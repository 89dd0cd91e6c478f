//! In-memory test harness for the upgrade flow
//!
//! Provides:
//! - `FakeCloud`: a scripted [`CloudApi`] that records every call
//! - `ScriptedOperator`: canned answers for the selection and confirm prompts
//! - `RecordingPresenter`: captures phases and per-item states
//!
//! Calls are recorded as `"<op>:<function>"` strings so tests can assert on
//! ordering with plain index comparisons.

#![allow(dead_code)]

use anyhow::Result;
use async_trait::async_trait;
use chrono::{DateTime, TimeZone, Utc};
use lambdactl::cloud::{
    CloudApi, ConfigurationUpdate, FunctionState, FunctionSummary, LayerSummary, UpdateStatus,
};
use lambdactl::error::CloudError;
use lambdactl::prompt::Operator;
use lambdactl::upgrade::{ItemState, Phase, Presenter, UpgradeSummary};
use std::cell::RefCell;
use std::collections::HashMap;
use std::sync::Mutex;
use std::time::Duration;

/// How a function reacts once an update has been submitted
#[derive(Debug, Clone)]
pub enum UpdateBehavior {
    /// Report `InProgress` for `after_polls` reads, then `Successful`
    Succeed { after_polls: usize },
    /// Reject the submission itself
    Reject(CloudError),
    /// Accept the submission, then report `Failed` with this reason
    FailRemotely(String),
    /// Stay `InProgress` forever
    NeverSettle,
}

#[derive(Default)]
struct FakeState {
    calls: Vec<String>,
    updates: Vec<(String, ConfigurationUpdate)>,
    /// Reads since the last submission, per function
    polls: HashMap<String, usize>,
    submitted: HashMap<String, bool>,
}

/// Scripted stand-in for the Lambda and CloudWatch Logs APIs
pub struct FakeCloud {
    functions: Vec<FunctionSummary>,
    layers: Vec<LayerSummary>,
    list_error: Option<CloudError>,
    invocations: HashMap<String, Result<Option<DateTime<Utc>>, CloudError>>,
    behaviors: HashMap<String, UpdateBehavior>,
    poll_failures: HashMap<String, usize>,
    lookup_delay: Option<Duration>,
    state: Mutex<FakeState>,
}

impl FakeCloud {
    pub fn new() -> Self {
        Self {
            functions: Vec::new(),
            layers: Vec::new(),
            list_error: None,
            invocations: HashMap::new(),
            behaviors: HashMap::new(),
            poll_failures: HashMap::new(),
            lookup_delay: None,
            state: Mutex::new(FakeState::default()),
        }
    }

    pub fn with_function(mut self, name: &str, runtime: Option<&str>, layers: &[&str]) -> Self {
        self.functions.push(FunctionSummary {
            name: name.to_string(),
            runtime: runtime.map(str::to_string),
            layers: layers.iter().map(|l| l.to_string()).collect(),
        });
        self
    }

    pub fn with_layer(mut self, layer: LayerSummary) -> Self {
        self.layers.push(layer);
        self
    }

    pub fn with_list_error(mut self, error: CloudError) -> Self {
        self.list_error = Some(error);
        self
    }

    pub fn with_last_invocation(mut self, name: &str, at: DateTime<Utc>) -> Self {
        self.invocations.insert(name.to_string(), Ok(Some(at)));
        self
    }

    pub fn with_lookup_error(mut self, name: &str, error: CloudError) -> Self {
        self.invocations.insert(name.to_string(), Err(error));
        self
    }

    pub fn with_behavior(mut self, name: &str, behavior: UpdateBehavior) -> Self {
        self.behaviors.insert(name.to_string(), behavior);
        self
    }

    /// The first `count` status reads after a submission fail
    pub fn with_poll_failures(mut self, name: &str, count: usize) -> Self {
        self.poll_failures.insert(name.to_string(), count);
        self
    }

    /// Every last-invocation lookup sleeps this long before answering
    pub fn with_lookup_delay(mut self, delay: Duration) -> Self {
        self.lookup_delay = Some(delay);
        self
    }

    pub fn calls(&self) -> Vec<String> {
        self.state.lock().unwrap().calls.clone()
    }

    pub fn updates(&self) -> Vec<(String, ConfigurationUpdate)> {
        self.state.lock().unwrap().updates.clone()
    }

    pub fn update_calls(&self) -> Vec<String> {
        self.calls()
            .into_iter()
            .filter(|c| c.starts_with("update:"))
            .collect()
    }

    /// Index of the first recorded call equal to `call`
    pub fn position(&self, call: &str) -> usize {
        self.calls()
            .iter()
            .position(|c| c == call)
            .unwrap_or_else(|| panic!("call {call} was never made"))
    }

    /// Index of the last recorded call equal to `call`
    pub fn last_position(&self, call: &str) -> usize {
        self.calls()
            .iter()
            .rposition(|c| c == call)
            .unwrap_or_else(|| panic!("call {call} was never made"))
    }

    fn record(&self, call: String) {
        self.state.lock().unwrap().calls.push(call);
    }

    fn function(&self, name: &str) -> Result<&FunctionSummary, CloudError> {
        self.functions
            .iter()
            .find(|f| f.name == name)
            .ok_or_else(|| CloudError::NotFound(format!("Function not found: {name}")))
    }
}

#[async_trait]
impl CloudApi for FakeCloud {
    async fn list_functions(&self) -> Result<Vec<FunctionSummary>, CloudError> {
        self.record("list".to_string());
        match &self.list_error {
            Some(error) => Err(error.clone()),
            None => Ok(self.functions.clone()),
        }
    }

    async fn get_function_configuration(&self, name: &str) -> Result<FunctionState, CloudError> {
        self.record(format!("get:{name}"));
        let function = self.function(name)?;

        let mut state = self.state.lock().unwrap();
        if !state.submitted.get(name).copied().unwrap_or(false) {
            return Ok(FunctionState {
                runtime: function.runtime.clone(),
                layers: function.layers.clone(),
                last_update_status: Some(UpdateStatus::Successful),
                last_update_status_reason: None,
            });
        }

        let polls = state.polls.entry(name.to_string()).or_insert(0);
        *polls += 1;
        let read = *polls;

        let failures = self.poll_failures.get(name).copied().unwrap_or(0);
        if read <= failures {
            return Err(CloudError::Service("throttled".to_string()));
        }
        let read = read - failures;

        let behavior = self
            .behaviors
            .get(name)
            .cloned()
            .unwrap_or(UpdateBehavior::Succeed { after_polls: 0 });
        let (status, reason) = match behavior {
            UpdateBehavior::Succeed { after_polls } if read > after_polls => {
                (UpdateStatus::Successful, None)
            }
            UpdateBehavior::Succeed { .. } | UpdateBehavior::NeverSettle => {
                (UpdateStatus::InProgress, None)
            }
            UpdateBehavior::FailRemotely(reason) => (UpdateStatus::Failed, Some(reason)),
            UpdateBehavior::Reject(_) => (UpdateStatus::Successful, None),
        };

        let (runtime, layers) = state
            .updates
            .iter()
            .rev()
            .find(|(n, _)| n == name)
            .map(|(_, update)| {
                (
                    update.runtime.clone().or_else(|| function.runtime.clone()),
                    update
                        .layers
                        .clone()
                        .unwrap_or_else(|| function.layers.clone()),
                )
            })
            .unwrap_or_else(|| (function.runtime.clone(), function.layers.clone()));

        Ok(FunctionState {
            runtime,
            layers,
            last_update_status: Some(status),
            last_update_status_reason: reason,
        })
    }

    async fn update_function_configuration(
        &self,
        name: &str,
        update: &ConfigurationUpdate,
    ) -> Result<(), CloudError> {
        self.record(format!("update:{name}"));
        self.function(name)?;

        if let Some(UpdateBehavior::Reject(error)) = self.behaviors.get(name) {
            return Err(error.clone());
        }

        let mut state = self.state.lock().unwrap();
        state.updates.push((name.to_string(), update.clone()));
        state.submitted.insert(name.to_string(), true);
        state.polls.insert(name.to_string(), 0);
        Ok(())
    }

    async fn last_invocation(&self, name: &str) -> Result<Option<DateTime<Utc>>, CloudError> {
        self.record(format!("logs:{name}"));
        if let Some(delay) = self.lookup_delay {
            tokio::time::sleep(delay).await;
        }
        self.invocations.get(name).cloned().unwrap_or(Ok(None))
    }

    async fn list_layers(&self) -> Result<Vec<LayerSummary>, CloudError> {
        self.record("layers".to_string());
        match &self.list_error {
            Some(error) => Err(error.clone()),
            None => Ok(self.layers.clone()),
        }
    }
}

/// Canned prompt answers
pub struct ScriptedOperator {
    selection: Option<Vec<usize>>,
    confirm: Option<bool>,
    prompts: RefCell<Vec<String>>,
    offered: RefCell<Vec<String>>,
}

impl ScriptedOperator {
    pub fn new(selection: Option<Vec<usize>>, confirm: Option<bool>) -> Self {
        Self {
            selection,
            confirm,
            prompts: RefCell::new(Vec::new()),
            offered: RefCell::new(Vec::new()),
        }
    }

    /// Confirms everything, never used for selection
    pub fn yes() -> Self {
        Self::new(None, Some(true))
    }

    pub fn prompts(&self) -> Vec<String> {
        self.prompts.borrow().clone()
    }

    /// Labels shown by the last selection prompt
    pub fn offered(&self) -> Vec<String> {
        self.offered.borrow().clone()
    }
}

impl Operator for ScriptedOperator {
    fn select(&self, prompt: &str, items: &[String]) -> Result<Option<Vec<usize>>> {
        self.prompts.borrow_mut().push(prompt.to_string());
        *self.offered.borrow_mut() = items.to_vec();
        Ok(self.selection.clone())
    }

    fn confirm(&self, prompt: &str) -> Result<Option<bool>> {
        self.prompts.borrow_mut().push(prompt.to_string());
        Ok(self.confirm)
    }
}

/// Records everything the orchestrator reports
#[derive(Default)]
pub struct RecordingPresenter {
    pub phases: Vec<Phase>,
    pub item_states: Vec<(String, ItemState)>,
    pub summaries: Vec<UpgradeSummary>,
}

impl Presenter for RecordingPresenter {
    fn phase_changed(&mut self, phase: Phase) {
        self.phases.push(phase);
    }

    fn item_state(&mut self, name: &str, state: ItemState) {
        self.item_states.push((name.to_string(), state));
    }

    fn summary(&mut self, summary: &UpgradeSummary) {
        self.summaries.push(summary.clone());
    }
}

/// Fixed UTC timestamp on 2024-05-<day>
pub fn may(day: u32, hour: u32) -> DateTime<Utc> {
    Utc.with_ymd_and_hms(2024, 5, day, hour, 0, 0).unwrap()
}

* * *

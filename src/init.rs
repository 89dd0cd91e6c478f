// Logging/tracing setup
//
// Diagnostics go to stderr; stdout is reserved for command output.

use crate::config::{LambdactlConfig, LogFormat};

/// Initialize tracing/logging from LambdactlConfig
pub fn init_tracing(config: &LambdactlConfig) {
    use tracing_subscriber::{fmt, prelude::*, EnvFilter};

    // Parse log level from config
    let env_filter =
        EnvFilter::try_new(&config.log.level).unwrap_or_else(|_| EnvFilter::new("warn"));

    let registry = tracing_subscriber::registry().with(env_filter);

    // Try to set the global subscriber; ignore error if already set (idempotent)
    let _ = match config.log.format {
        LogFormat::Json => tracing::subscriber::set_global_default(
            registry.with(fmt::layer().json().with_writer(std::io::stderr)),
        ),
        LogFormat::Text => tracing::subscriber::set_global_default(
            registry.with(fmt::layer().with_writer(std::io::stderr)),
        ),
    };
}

* * *

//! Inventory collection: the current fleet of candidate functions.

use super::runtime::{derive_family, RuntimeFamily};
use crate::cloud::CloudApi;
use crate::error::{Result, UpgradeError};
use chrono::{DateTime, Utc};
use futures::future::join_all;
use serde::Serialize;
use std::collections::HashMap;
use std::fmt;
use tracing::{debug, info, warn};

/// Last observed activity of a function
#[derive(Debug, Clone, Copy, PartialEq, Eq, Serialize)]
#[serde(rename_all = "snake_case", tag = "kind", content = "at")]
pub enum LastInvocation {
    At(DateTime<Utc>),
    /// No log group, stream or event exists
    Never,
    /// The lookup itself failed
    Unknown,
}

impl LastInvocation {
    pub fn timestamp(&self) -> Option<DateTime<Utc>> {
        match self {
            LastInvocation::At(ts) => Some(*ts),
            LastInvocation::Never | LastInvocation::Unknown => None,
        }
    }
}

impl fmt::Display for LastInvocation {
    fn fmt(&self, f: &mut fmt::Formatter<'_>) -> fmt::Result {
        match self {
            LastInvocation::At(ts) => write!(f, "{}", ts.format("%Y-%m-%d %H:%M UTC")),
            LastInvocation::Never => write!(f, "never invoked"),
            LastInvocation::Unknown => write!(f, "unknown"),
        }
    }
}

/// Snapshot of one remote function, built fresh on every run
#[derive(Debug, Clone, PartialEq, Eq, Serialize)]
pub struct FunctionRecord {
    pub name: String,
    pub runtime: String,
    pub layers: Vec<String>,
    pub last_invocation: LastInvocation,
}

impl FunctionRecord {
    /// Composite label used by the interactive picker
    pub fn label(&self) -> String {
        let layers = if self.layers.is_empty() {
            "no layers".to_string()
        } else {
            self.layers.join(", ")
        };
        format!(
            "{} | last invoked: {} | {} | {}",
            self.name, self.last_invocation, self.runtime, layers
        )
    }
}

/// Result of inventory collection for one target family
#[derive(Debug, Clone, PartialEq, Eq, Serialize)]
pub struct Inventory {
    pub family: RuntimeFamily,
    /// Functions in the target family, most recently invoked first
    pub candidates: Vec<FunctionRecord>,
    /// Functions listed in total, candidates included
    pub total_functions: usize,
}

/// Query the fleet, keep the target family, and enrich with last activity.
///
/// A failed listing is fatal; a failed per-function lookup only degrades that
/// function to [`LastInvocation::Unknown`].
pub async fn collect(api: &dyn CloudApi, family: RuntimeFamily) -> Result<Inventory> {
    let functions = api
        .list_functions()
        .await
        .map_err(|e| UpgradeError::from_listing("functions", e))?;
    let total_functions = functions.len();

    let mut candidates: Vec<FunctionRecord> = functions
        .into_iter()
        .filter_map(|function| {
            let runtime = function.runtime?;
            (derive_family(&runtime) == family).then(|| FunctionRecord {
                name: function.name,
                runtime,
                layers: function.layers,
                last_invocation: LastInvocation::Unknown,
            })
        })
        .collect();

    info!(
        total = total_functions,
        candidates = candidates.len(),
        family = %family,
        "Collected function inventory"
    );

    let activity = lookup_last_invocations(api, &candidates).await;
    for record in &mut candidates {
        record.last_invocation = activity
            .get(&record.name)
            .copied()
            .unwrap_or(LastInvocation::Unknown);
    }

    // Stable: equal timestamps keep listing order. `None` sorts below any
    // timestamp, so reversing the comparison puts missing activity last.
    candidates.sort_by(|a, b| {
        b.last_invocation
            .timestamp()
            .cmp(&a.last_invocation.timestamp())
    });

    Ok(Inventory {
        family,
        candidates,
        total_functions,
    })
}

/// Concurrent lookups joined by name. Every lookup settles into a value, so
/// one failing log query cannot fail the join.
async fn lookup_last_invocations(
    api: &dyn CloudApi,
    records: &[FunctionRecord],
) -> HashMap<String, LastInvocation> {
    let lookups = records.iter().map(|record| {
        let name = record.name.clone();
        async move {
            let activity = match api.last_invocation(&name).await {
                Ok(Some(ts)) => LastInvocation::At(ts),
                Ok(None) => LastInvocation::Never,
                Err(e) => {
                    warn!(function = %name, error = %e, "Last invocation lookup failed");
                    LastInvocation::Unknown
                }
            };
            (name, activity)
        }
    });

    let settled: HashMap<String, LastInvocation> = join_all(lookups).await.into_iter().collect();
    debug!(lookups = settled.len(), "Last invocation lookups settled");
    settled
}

[EXERCISE OBJECTIVE]
Matching lines for the string "that": work out how many the records contain and write only the number.

[RESULT OF THIS TASK]
2